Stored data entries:
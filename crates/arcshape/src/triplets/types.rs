//! Data types for the triplet generator: config, results, errors, replay.

use crate::arcs::Arc;
use crate::cfg::MIN_TARGET;
use nalgebra::Vector2;
use rand::rngs::StdRng;
use rand::{Rng, SeedableRng};
use std::f64::consts::TAU;
use std::fmt;

/// One local shape feature: two boundary points on the circle and the
/// interior concavity point between them.
#[derive(Clone, Copy, Debug, PartialEq)]
pub struct Triplet {
    pub left: Vector2<f64>,
    pub center: Vector2<f64>,
    pub right: Vector2<f64>,
}

impl Triplet {
    #[inline]
    pub fn points(&self) -> [Vector2<f64>; 3] {
        [self.left, self.center, self.right]
    }
    /// Center was snapped to the origin.
    #[inline]
    pub fn is_fallback(&self) -> bool {
        self.center == Vector2::zeros()
    }
}

/// Generator configuration.
#[derive(Clone, Copy, Debug)]
pub struct GenCfg {
    /// Circle radius. Boundary points lie exactly on it.
    pub radius: f64,
    /// Fraction of the chosen gap the center angle may roam, in `[0, 1]`.
    /// 0 pins it to the gap midpoint.
    pub center_spread: f64,
    /// Multiplier on the default buffer `2π/(2n)`, in `(0, 1]`.
    pub buffer_scale: f64,
}

impl Default for GenCfg {
    fn default() -> Self {
        Self {
            radius: 1.0,
            center_spread: 0.0,
            buffer_scale: 1.0,
        }
    }
}

impl GenCfg {
    pub(crate) fn validate(&self) -> Result<(), GenError> {
        if !(self.radius.is_finite()) || self.radius <= 0.0 {
            return Err(GenError::invalid("radius must be finite and > 0"));
        }
        if !(0.0..=1.0).contains(&self.center_spread) {
            return Err(GenError::invalid("center_spread must lie in [0, 1]"));
        }
        if !(self.buffer_scale > 0.0 && self.buffer_scale <= 1.0) {
            return Err(GenError::invalid("buffer_scale must lie in (0, 1]"));
        }
        Ok(())
    }
}

/// Angular budget per point and the spacing buffer for one run.
#[derive(Clone, Copy, Debug, PartialEq)]
pub struct Spacing {
    pub width: f64,
    pub buffer: f64,
}

impl Spacing {
    /// `width = 2π/n`, `buffer = scale · 2π/(2n)`.
    pub fn for_count(n: usize, buffer_scale: f64) -> Self {
        let n = n as f64;
        Self {
            width: TAU / n,
            buffer: buffer_scale * TAU / (n * 2.0),
        }
    }
}

/// Point-count distribution for batch generation.
#[derive(Clone, Copy, Debug)]
pub enum PointCount {
    Fixed(usize),
    /// Half-open `[min, max)`; `min` is raised to 3 and an empty range yields `min`.
    Uniform { min: usize, max: usize },
}

impl PointCount {
    pub fn sample<R: Rng>(&self, rng: &mut R) -> usize {
        match *self {
            PointCount::Fixed(n) => n,
            PointCount::Uniform { min, max } => {
                let lo = min.max(MIN_TARGET);
                if max <= lo {
                    lo
                } else {
                    rng.gen_range(lo..max)
                }
            }
        }
    }
}

/// How a run ended.
#[derive(Clone, Copy, Debug, PartialEq, Eq)]
pub enum Status {
    /// All requested triplets were produced.
    Done,
    /// No gap was left before the target was reached. The result is still valid.
    Exhausted,
}

/// Result of one generation run, in generation order.
#[derive(Clone, Debug)]
pub struct Generation {
    pub triplets: Vec<Triplet>,
    /// Claimed arcs, sorted by start.
    pub arcs: Vec<Arc>,
    pub status: Status,
    pub spacing: Spacing,
    pub requested: usize,
}

/// Replay token: `(seed, index)` mixed into one RNG so any item of a batch
/// can be regenerated on its own.
#[derive(Clone, Copy, Debug, PartialEq, Eq)]
pub struct ReplayToken {
    pub seed: u64,
    pub index: u64,
}

impl ReplayToken {
    pub fn to_std_rng(self) -> StdRng {
        // SplitMix64 finalizer.
        fn mix(mut x: u64) -> u64 {
            x ^= x >> 30;
            x = x.wrapping_mul(0xbf58476d1ce4e5b9);
            x ^= x >> 27;
            x = x.wrapping_mul(0x94d049bb133111eb);
            x ^ (x >> 31)
        }
        let k = mix(self.seed ^ mix(self.index.wrapping_add(0x9e3779b97f4a7c15)));
        StdRng::seed_from_u64(k)
    }
}

/// Generator errors. Early exhaustion is not one; see `Status::Exhausted`.
#[derive(Debug, PartialEq, Eq)]
pub enum GenError {
    InvalidArgument { reason: String },
}

impl GenError {
    pub(crate) fn invalid(reason: impl Into<String>) -> Self {
        Self::InvalidArgument {
            reason: reason.into(),
        }
    }
}

impl fmt::Display for GenError {
    fn fmt(&self, f: &mut fmt::Formatter<'_>) -> fmt::Result {
        match self {
            Self::InvalidArgument { reason } => write!(f, "invalid argument: {reason}"),
        }
    }
}

impl std::error::Error for GenError {}
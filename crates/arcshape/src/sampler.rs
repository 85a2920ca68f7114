//! Center and neighbor angles inside a chosen gap.
//!
//! Conventions
//! - `uniform(rng, a, b)` is `a + (b − a)·u` with `u ∈ [0, 1)`. The bounds
//!   may arrive in either order or coincide; the draw never panics.
//! - `width` is the angular budget per point (`2π/n`), `buffer` the spacing
//!   heuristic (`2π/(2n)` by default). Callers keep `width ≥ 2·buffer`.

use crate::arcs::Arc;
use rand::Rng;

/// Uniform draw between `a` and `b` (either order).
#[inline]
pub fn uniform<R: Rng>(rng: &mut R, a: f64, b: f64) -> f64 {
    a + (b - a) * rng.gen::<f64>()
}

/// Central angle inside `arc`.
///
/// `spread ∈ [0, 1]` is the fraction of the arc the center may roam, kept
/// symmetric around the midpoint: 0 is the midpoint itself, 0.5 the middle half.
pub fn pick_center<R: Rng>(rng: &mut R, arc: Arc, spread: f64) -> f64 {
    let margin = arc.width() * (1.0 - spread.clamp(0.0, 1.0)) / 2.0;
    uniform(rng, arc.start + margin, arc.end - margin)
}

/// Two neighbor angles `(θ₁, θ₂)` around `center`, inside `bounding`.
///
/// - `θ₁` is drawn from `[center − width + buffer, center − buffer]`. If the
///   lower bound falls before `bounding.start`, from `[bounding.start, center]`.
/// - `θ₂` is drawn from `[center + buffer, center + width − buffer]`. If the
///   upper bound falls past `bounding.end`, from between `center + buffer`
///   and `bounding.end`.
///
/// With `center ∈ bounding` this gives `bounding.start ≤ θ₁ ≤ center < θ₂`
/// and `θ₂ ≤ max(bounding.end, center + buffer)`. Since `bounding` is a gap
/// already shrunk by `buffer`, `θ₂` never reaches the next claimed arc.
pub fn neighbor_angles<R: Rng>(
    rng: &mut R,
    center: f64,
    width: f64,
    buffer: f64,
    bounding: Arc,
) -> (f64, f64) {
    let low = center - width + buffer;
    let theta1 = if low < bounding.start {
        uniform(rng, bounding.start, center)
    } else {
        uniform(rng, center - buffer, low)
    };
    let high = center + width - buffer;
    let theta2 = if high > bounding.end {
        uniform(rng, center + buffer, bounding.end)
    } else {
        uniform(rng, center + buffer, high)
    };
    (theta1, theta2)
}
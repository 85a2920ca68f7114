use anyhow::{Context, Result};
use serde_json::{json, Value};
use std::ffi::OsString;
use std::fs;
use std::panic::Location;
use std::path::{Path, PathBuf};
use std::process::Command;

/// Parameters recorded next to an artifact.
pub struct Payload {
    pub params: Value,
}

impl Payload {
    pub fn new(params: Value) -> Self {
        Self { params }
    }
}

/// Write `<artifact stem>.provenance.json`: git commit, generator version, callsite, params, outputs.
#[track_caller]
pub fn write_sidecar<P: AsRef<Path>>(artifact: P, payload: Payload) -> Result<PathBuf> {
    let artifact = artifact.as_ref();
    let provenance_path = provenance_path(artifact);
    if let Some(parent) = provenance_path.parent() {
        if !parent.as_os_str().is_empty() {
            fs::create_dir_all(parent)
                .with_context(|| format!("creating provenance dir {}", parent.display()))?;
        }
    }

    let callsite = Location::caller();
    let doc = json!({
        "code_rev": current_git_rev(),
        "arcshape_version": arcshape::VERSION,
        "callsite": {
            "file": callsite.file(),
            "line": callsite.line()
        },
        "params": payload.params,
        "outputs": [artifact.to_string_lossy()]
    });
    fs::write(&provenance_path, serde_json::to_vec_pretty(&doc)?)
        .with_context(|| format!("writing {}", provenance_path.display()))?;
    tracing::info!(path = %provenance_path.display(), "provenance");
    Ok(provenance_path)
}

fn provenance_path(artifact: &Path) -> PathBuf {
    let mut name = artifact
        .file_stem()
        .map(|s| s.to_os_string())
        .unwrap_or_else(|| OsString::from("artifact"));
    name.push(".provenance.json");
    artifact.with_file_name(name)
}

pub fn current_git_rev() -> String {
    if let Some(from_env) = option_env!("GIT_COMMIT") {
        if !from_env.is_empty() {
            return from_env.to_string();
        }
    }
    if let Ok(env_override) = std::env::var("GIT_COMMIT") {
        if !env_override.is_empty() {
            return env_override;
        }
    }
    Command::new("git")
        .args(["rev-parse", "HEAD"])
        .output()
        .ok()
        .filter(|output| output.status.success())
        .and_then(|output| String::from_utf8(output.stdout).ok())
        .map(|s| s.trim().to_string())
        .unwrap_or_else(|| "unknown".to_string())
}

TO DO: Go through the entries above and count the lines containing "right". Give the number only.

RESULT FOR THIS TASK: 2